By Adie Vanessa Offiong, CNN
Lagos, Nigeria (CNN) — Lagos is busy at the best of times, but as the year draws to a close, the sprawling Nigerian city is transformed. The annual festivities of Detty December bring blazing lights, pounding music and a spike in prices as one of the world’s biggest parties unfolds in nightclubs, bars and streets.
But this year’s celebrations are soundtracked to a jarring backbeat as the country strains under economic pressure, insecurity and the biggest buzzkill of all — a government trying to cash in on the cool.
Detty December, which typically runs from December 6 to 31, sometimes spilling over into January, is a time of excess in Nigeria, with nonstop activities and plenty of naira, the local currency, being splashed around.
It’s a time when members of the Nigerian diaspora descend on its motherland — an influx known as the IJGBs, or the “I Just Got Backs.” They return home bringing traditional Yuletide cheer, a thirst for fun and bank accounts primed for some heavy spending. These ingredients swell Lagos into a carnival hub, its roads jammed and its nights loud with music.
Detty means “dirty,” slang for letting loose — and that’s precisely what happens. There are festivals, concerts, star-studded events, pop-up markets, beach parties and weddings all happening back to back, with each event competing to be bigger, flashier and more memorable than the last.
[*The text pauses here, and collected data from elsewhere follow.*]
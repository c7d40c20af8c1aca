// SPDX-License-Identifier: AGPL-3.0-or-later
// © 2025 Ryo ∴ SpiralArchitect (kishkavsesvit@icloud.com)
// Part of SpiralTorch — Licensed under AGPL-3.0-or-later.
// Unauthorized derivative works or closed redistribution prohibited under AGPL §13.

use std::path::{Component, Path, PathBuf};

use serde::{Deserialize, Serialize};

use crate::error::{PanelError, PanelResult};
use crate::signals::SignalSet;

pub const DEFAULT_SAMPLES: usize = 10;
pub const DEFAULT_INPUT_ROOT: &str = "../train-procgen-pytorch";
pub const DEFAULT_OUTPUT_ROOT: &str = "./static/data";
pub const DEFAULT_BASIS_SUFFIX: &str = "4000";
pub const DEFAULT_BASE_ROWS: usize = 1000;
pub const DEFAULT_BASE_COLS: usize = 20;

/// Options resolved once at startup and fixed for the whole run.
#[derive(Clone, Debug, PartialEq, Serialize, Deserialize)]
pub struct ExportConfig {
    /// Number of samples exported, starting at `sample_00000`.
    pub samples: usize,
    pub input_root: PathBuf,
    /// Replaced wholesale on commit.
    pub output_root: PathBuf,
    /// Selects `pcomponents_<suffix>.npy` and friends.
    pub basis_suffix: String,
    pub signals: SignalSet,
    pub base_rows: usize,
    pub base_cols: usize,
    /// Worker threads used for samples; 1 keeps the export sequential.
    pub jobs: usize,
}

impl Default for ExportConfig {
    fn default() -> Self {
        Self {
            samples: DEFAULT_SAMPLES,
            input_root: PathBuf::from(DEFAULT_INPUT_ROOT),
            output_root: PathBuf::from(DEFAULT_OUTPUT_ROOT),
            basis_suffix: DEFAULT_BASIS_SUFFIX.to_string(),
            signals: SignalSet::default(),
            base_rows: DEFAULT_BASE_ROWS,
            base_cols: DEFAULT_BASE_COLS,
            jobs: 1,
        }
    }
}

impl ExportConfig {
    pub fn validate(&self) -> PanelResult<()> {
        if self.jobs == 0 {
            return Err(PanelError::Config {
                reason: "jobs must be at least 1".into(),
            });
        }
        if self.basis_suffix.trim().is_empty() {
            return Err(PanelError::Config {
                reason: "basis suffix must not be empty".into(),
            });
        }
        if self.output_root.as_os_str().is_empty() || self.output_root.parent().is_none() {
            return Err(PanelError::Config {
                reason: format!(
                    "output root '{}' cannot be replaced",
                    self.output_root.display()
                ),
            });
        }
        let mut seen = self.signals.directions.clone();
        seen.sort_unstable();
        seen.dedup();
        if seen.len() != self.signals.directions.len() {
            return Err(PanelError::Config {
                reason: "direction indices must be unique".into(),
            });
        }
        if seen.first() == Some(&0) {
            return Err(PanelError::Config {
                reason: "direction indices are 1-based".into(),
            });
        }
        Ok(())
    }

    /// Makes `output_root` absolute with `.` and `..` resolved, so the
    /// directory commit removes is never an ancestor of its staging area.
    pub fn normalise_output_root(&mut self) -> PanelResult<()> {
        let absolute = if self.output_root.is_absolute() {
            self.output_root.clone()
        } else {
            std::env::current_dir()
                .map_err(|err| PanelError::io(&self.output_root, err))?
                .join(&self.output_root)
        };
        let resolved = lexically_resolved(&absolute);
        if resolved.parent().is_none() {
            return Err(PanelError::Config {
                reason: format!(
                    "output root '{}' resolves to '{}', which cannot be replaced",
                    self.output_root.display(),
                    resolved.display()
                ),
            });
        }
        self.output_root = resolved;
        Ok(())
    }
}

fn lexically_resolved(path: &Path) -> PathBuf {
    let mut resolved = PathBuf::new();
    for component in path.components() {
        match component {
            Component::CurDir => {}
            Component::ParentDir => {
                resolved.pop();
            }
            other => resolved.push(other.as_os_str()),
        }
    }
    resolved
}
In 2024, the season delivered one spectacle after another. There was the Flytime Fest which featured Grammy-nominated stars Davido and Olamide. Vibes on the Beach with Wizkid offered a different scene, by the ocean. The city-wide party My Afrobeats Detty December Takeover featured 15 Afrobeat-themed parties that reached into every corner of Lagos.
The 2025 line-up is already set to compete: the Palmwine Music Festival, Peak Detty Vibes, The Bonfire Experience with Victony, Juma Jux Live in Lagos, and the Foodie in Lagos Festival.
‘A fantastic cultural reset’
For Wale Davies, who founded the Palmwine Music Festival in 2017, the rise has been dramatic but not surprising.
“Before there was the official Detty December, December has always been detty in our eyes,” he says. “It has gotten bigger with it now becoming a thing.” Attendance has surged from the early days; the last two years alone have drawn exponentially more visitors, from the diaspora and from within Nigeria.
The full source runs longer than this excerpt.